- **Exercise directions**:
When a line below contains the word "record", it counts toward the total; give that total and nothing besides.

Saved entries
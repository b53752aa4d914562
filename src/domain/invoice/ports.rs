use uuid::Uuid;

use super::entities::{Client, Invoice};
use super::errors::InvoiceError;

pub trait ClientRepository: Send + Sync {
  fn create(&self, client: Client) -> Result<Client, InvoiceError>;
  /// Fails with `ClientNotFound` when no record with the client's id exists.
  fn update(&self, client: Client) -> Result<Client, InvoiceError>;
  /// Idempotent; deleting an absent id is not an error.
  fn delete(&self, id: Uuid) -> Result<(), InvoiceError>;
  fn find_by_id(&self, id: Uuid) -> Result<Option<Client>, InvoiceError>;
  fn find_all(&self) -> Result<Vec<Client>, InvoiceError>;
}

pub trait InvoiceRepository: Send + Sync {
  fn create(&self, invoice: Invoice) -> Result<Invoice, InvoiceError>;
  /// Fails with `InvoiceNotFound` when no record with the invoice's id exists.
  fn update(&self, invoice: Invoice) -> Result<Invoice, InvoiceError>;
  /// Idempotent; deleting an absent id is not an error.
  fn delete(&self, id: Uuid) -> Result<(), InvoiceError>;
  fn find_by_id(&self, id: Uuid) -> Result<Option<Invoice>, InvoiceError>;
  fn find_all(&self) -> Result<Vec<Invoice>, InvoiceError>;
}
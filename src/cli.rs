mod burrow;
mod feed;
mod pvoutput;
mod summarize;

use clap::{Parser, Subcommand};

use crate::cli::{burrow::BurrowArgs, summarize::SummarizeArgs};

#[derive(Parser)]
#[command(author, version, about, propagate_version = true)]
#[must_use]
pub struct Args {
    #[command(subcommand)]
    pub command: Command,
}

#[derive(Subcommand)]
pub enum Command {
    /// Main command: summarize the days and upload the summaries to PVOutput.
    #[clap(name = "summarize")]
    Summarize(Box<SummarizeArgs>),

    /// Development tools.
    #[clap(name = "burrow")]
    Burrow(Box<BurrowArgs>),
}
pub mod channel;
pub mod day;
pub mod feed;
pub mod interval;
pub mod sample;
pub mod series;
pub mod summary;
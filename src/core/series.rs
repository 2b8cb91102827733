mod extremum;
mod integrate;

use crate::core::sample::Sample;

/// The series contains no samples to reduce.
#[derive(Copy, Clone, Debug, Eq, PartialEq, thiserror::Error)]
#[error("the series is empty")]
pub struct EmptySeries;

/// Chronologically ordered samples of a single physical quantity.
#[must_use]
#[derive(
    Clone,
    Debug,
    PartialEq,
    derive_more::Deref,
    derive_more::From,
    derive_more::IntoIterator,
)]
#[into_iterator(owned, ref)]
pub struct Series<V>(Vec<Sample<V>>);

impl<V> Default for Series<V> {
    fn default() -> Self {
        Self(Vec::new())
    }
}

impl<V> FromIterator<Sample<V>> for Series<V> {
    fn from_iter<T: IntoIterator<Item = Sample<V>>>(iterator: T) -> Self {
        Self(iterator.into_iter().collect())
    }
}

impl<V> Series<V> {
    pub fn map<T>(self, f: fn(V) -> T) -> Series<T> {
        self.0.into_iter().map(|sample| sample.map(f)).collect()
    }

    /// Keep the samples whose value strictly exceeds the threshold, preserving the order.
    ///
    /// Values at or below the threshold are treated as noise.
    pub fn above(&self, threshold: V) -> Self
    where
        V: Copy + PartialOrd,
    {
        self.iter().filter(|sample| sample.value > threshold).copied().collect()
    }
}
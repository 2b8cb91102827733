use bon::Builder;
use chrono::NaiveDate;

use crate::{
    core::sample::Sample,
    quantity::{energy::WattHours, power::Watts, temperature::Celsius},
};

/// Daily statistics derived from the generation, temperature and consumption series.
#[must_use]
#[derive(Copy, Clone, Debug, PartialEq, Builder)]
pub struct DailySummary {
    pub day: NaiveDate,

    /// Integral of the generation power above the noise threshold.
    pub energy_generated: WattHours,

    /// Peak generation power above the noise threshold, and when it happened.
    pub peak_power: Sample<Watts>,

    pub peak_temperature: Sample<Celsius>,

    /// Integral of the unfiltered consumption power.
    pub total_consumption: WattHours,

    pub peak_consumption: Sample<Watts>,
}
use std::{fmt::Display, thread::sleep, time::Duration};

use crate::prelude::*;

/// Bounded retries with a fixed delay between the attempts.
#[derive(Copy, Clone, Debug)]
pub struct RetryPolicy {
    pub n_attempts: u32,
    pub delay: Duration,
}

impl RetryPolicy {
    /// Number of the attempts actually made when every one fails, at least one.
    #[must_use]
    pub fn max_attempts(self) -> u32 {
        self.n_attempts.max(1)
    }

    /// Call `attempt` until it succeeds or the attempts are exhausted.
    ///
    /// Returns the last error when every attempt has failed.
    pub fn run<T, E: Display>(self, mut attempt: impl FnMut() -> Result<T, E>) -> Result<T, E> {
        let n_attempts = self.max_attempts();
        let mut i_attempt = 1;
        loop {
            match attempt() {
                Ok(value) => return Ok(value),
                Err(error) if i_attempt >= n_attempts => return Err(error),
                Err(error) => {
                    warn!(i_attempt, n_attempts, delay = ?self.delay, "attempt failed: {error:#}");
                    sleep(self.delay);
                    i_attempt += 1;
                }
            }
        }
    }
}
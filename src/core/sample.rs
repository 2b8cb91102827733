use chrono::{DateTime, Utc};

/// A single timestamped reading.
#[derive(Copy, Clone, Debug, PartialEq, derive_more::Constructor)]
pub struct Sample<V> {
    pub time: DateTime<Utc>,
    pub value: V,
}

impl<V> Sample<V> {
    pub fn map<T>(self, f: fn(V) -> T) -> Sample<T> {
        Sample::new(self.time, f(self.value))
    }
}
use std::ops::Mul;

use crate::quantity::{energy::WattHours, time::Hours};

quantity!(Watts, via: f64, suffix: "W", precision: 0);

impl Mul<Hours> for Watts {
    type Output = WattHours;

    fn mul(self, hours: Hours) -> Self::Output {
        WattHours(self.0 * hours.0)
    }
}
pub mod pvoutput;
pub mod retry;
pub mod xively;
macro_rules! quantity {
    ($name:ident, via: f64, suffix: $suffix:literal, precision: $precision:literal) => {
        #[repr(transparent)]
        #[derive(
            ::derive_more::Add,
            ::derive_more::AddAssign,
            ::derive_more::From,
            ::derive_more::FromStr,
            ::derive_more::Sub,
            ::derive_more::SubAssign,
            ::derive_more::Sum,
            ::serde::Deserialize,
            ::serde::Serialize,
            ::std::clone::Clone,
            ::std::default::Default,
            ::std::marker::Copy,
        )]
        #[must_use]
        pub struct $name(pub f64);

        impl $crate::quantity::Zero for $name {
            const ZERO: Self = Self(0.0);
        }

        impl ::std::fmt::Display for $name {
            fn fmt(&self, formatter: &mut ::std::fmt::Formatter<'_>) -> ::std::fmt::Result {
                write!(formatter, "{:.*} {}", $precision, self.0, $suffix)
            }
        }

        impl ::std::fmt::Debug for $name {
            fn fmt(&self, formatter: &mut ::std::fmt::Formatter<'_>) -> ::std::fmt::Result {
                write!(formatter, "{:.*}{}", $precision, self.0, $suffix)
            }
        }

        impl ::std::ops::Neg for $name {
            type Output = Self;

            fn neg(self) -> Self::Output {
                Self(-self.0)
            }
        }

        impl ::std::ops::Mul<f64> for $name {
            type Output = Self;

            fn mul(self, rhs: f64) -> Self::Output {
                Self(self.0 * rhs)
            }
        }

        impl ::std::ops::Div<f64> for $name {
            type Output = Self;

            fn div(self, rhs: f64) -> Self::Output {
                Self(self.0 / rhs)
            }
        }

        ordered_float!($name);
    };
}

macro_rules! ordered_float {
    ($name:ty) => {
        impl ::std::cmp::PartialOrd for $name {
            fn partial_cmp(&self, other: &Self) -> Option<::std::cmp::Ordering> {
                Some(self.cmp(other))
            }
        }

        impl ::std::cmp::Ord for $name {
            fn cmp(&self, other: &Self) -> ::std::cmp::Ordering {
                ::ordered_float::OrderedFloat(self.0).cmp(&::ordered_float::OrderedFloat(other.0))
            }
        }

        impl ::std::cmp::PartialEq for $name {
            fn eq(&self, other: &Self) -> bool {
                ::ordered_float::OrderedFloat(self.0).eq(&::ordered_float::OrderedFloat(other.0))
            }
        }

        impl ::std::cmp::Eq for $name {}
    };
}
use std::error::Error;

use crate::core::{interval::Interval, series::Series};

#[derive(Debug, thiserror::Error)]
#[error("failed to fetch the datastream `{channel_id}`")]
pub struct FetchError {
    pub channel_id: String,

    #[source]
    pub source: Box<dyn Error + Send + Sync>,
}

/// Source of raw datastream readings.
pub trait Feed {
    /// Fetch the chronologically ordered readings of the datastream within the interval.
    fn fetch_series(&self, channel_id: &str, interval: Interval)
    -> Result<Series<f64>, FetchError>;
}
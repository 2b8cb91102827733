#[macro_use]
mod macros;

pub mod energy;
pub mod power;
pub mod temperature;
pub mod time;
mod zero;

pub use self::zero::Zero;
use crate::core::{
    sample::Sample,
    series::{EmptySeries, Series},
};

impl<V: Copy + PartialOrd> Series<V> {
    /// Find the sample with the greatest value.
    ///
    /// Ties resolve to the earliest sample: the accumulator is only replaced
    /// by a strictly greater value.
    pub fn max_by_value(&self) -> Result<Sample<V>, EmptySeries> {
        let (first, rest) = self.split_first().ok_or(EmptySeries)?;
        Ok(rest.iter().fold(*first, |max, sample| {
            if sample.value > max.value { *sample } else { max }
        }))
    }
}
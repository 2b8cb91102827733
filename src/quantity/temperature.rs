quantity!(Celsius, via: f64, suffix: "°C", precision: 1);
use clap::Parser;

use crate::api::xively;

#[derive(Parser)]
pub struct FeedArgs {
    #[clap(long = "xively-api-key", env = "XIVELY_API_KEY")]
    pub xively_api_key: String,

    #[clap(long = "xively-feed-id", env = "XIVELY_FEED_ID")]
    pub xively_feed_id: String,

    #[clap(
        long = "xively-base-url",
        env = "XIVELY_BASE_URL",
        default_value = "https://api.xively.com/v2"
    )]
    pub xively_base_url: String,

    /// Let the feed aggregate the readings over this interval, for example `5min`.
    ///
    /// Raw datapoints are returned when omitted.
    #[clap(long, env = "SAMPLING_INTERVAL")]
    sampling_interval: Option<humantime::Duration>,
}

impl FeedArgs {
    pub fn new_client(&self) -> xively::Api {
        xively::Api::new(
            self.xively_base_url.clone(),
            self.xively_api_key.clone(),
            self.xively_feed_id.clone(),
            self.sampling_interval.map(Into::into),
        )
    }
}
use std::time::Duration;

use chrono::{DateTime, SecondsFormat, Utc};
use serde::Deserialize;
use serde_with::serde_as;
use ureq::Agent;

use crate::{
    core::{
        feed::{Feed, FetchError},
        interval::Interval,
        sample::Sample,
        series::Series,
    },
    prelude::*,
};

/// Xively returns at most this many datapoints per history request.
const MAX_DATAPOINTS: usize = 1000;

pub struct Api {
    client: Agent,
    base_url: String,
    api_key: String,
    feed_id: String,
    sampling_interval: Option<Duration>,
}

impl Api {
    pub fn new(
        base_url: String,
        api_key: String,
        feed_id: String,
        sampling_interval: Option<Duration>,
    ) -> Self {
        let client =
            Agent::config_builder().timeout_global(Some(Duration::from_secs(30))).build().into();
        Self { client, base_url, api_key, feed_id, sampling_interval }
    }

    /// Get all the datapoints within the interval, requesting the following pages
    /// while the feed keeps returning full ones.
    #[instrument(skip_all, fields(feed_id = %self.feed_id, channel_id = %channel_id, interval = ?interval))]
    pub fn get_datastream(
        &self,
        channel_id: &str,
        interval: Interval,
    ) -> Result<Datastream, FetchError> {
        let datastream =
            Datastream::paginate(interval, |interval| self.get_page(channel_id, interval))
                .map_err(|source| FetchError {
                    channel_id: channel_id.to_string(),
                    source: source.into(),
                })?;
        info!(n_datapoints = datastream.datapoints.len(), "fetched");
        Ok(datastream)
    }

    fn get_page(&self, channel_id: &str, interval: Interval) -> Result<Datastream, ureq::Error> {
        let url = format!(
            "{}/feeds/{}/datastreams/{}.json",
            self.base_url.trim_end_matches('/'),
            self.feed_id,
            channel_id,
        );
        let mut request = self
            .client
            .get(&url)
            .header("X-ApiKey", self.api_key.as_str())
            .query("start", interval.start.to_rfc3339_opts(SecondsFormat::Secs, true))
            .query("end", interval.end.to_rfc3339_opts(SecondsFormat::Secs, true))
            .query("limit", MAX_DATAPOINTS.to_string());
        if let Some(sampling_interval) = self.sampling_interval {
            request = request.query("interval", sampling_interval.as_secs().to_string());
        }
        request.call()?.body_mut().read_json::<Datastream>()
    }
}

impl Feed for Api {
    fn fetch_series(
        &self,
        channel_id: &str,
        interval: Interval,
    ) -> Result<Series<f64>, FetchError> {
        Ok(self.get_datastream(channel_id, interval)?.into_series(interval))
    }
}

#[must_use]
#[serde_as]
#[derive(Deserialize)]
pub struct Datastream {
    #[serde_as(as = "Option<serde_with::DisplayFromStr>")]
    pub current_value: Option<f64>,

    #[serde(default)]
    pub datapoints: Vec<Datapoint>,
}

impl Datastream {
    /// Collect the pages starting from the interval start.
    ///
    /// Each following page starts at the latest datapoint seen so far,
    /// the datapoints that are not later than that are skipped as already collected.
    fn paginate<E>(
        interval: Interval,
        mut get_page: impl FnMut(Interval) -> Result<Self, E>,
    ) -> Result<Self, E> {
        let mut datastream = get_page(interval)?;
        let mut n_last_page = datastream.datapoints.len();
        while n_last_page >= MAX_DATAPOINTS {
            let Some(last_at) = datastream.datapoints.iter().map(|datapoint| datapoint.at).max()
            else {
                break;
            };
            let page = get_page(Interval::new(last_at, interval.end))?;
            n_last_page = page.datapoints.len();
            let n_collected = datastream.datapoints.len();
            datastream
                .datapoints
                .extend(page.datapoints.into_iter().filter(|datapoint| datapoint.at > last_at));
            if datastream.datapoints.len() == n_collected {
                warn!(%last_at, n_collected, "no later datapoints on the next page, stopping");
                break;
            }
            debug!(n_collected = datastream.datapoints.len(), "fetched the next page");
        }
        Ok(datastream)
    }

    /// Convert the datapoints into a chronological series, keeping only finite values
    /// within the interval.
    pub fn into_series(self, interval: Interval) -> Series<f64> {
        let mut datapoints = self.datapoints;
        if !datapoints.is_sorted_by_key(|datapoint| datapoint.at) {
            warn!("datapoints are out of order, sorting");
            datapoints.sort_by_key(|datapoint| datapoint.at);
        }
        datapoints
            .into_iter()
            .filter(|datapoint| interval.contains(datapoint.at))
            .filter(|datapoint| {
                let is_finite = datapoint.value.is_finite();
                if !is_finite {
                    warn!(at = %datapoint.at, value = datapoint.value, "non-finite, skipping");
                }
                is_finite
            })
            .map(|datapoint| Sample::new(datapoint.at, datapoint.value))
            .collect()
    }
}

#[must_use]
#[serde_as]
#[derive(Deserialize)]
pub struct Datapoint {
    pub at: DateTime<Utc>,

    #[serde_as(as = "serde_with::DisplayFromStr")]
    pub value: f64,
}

- **Solution to this exercise**:
2